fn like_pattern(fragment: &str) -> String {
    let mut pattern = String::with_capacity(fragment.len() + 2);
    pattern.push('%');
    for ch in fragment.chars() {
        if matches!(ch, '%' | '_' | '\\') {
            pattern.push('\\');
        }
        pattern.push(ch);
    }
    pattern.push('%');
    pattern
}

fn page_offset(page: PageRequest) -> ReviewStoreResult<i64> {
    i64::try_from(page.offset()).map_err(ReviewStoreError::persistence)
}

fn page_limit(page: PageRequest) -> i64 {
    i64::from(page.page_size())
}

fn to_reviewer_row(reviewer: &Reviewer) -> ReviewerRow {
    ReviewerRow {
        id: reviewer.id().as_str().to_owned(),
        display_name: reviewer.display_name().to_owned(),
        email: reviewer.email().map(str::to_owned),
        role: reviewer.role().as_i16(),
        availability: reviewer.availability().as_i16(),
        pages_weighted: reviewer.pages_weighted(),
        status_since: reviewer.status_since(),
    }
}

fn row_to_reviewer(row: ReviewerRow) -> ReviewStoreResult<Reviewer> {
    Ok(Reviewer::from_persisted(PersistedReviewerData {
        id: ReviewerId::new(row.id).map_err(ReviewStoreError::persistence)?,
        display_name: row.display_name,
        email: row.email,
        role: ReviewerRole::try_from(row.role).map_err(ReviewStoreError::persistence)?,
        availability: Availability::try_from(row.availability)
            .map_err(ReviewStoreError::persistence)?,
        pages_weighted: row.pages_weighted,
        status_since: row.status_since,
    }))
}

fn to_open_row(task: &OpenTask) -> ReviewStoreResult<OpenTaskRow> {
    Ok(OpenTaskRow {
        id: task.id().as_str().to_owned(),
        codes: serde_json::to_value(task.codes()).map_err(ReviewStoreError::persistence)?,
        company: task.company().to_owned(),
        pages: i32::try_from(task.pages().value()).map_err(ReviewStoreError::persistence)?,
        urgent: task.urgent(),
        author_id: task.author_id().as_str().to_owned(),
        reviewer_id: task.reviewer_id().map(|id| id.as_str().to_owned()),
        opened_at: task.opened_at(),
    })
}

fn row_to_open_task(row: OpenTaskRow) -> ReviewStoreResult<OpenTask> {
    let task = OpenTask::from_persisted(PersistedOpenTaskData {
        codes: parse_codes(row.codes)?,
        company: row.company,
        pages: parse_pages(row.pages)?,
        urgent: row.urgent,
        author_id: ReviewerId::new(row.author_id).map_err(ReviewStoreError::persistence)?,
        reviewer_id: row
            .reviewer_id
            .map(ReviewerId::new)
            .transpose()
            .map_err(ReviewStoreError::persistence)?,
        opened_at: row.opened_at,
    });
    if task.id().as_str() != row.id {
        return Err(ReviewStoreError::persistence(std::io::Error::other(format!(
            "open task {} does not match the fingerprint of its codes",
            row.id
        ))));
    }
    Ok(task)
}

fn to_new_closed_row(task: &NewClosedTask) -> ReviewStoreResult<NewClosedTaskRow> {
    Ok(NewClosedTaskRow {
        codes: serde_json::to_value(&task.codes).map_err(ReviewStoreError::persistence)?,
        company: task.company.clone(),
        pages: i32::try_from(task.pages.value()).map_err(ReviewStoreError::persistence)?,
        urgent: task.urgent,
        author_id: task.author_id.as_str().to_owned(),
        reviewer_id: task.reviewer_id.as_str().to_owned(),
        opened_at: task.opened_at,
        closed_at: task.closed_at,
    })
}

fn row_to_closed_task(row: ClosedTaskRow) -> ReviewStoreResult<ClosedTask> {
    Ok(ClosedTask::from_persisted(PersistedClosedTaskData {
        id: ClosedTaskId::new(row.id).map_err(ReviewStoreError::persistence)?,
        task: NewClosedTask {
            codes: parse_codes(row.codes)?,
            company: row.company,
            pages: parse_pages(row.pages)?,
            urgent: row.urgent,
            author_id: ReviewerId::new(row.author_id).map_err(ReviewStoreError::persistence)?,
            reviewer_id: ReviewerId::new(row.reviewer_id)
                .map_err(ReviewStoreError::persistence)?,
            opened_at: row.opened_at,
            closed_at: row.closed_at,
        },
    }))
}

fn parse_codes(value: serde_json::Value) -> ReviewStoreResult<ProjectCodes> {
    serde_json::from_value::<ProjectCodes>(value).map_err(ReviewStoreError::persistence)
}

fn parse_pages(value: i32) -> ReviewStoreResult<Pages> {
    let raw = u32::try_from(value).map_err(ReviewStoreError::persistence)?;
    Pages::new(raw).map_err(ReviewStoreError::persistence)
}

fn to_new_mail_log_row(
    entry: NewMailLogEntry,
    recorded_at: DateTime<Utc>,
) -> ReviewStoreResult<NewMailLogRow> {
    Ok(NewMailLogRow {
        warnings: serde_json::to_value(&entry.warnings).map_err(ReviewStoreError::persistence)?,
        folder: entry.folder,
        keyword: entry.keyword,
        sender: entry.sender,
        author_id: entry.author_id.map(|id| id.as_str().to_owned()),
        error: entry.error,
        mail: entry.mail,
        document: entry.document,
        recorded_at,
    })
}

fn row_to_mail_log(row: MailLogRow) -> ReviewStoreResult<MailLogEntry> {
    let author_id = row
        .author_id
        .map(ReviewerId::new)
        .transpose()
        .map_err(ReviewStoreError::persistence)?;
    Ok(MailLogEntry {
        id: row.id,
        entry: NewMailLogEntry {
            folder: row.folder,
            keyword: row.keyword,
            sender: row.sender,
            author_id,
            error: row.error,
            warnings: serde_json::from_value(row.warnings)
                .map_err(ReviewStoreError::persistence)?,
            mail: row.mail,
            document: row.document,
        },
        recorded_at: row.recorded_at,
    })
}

○ ○ ○ ○

• _Exercise objective_: Could you reproduce all the records exactly?

• _The answer_:
fn like_pattern(fragment: &str) -> String {
    let mut pattern = String::with_capacity(fragment.len() + 2);
    pattern.push('%');
    for ch in fragment.chars() {
        if matches!(ch, '%' | '_' | '\\') {
            pattern.push('\\');
        }
        pattern.push(ch);
    }
    pattern.push('%');
    pattern
}

fn page_offset(page: PageRequest) -> ReviewStoreResult<i64> {
    i64::try_from(page.offset()).map_err(ReviewStoreError::persistence)
}

fn page_limit(page: PageRequest) -> i64 {
    i64::from(page.page_size())
}

fn to_reviewer_row(reviewer: &Reviewer) -> ReviewerRow {
    ReviewerRow {
        id: reviewer.id().as_str().to_owned(),
        display_name: reviewer.display_name().to_owned(),
        email: reviewer.email().map(str::to_owned),
        role: reviewer.role().as_i16(),
        availability: reviewer.availability().as_i16(),
        pages_weighted: reviewer.pages_weighted(),
        status_since: reviewer.status_since(),
    }
}

fn row_to_reviewer(row: ReviewerRow) -> ReviewStoreResult<Reviewer> {
    Ok(Reviewer::from_persisted(PersistedReviewerData {
        id: ReviewerId::new(row.id).map_err(ReviewStoreError::persistence)?,
        display_name: row.display_name,
        email: row.email,
        role: ReviewerRole::try_from(row.role).map_err(ReviewStoreError::persistence)?,
        availability: Availability::try_from(row.availability)
            .map_err(ReviewStoreError::persistence)?,
        pages_weighted: row.pages_weighted,
        status_since: row.status_since,
    }))
}

fn to_open_row(task: &OpenTask) -> ReviewStoreResult<OpenTaskRow> {
    Ok(OpenTaskRow {
        id: task.id().as_str().to_owned(),
        codes: serde_json::to_value(task.codes()).map_err(ReviewStoreError::persistence)?,
        company: task.company().to_owned(),
        pages: i32::try_from(task.pages().value()).map_err(ReviewStoreError::persistence)?,
        urgent: task.urgent(),
        author_id: task.author_id().as_str().to_owned(),
        reviewer_id: task.reviewer_id().map(|id| id.as_str().to_owned()),
        opened_at: task.opened_at(),
    })
}

fn row_to_open_task(row: OpenTaskRow) -> ReviewStoreResult<OpenTask> {
    let task = OpenTask::from_persisted(PersistedOpenTaskData {
        codes: parse_codes(row.codes)?,
        company: row.company,
        pages: parse_pages(row.pages)?,
        urgent: row.urgent,
        author_id: ReviewerId::new(row.author_id).map_err(ReviewStoreError::persistence)?,
        reviewer_id: row
            .reviewer_id
            .map(ReviewerId::new)
            .transpose()
            .map_err(ReviewStoreError::persistence)?,
        opened_at: row.opened_at,
    });
    if task.id().as_str() != row.id {
        return Err(ReviewStoreError::persistence(std::io::Error::other(format!(
            "open task {} does not match the fingerprint of its codes",
            row.id
        ))));
    }
    Ok(task)
}

fn to_new_closed_row(task: &NewClosedTask) -> ReviewStoreResult<NewClosedTaskRow> {
    Ok(NewClosedTaskRow {
        codes: serde_json::to_value(&task.codes).map_err(ReviewStoreError::persistence)?,
        company: task.company.clone(),
        pages: i32::try_from(task.pages.value()).map_err(ReviewStoreError::persistence)?,
        urgent: task.urgent,
        author_id: task.author_id.as_str().to_owned(),
        reviewer_id: task.reviewer_id.as_str().to_owned(),
        opened_at: task.opened_at,
        closed_at: task.closed_at,
    })
}

fn row_to_closed_task(row: ClosedTaskRow) -> ReviewStoreResult<ClosedTask> {
    Ok(ClosedTask::from_persisted(PersistedClosedTaskData {
        id: ClosedTaskId::new(row.id).map_err(ReviewStoreError::persistence)?,
        task: NewClosedTask {
            codes: parse_codes(row.codes)?,
            company: row.company,
            pages: parse_pages(row.pages)?,
            urgent: row.urgent,
            author_id: ReviewerId::new(row.author_id).map_err(ReviewStoreError::persistence)?,
            reviewer_id: ReviewerId::new(row.reviewer_id)
                .map_err(ReviewStoreError::persistence)?,
            opened_at: row.opened_at,
            closed_at: row.closed_at,
        },
    }))
}

fn parse_codes(value: serde_json::Value) -> ReviewStoreResult<ProjectCodes> {
    serde_json::from_value::<ProjectCodes>(value).map_err(ReviewStoreError::persistence)
}

fn parse_pages(value: i32) -> ReviewStoreResult<Pages> {
    let raw = u32::try_from(value).map_err(ReviewStoreError::persistence)?;
    Pages::new(raw).map_err(ReviewStoreError::persistence)
}

fn to_new_mail_log_row(
    entry: NewMailLogEntry,
    recorded_at: DateTime<Utc>,
) -> ReviewStoreResult<NewMailLogRow> {
    Ok(NewMailLogRow {
        warnings: serde_json::to_value(&entry.warnings).map_err(ReviewStoreError::persistence)?,
        folder: entry.folder,
        keyword: entry.keyword,
        sender: entry.sender,
        author_id: entry.author_id.map(|id| id.as_str().to_owned()),
        error: entry.error,
        mail: entry.mail,
        document: entry.document,
        recorded_at,
    })
}

fn row_to_mail_log(row: MailLogRow) -> ReviewStoreResult<MailLogEntry> {
    let author_id = row
        .author_id
        .map(ReviewerId::new)
        .transpose()
        .map_err(ReviewStoreError::persistence)?;
    Ok(MailLogEntry {
        id: row.id,
        entry: NewMailLogEntry {
            folder: row.folder,
            keyword: row.keyword,
            sender: row.sender,
            author_id,
            error: row.error,
            warnings: serde_json::from_value(row.warnings)
                .map_err(ReviewStoreError::persistence)?,
            mail: row.mail,
            document: row.document,
        },
        recorded_at: row.recorded_at,
    })
}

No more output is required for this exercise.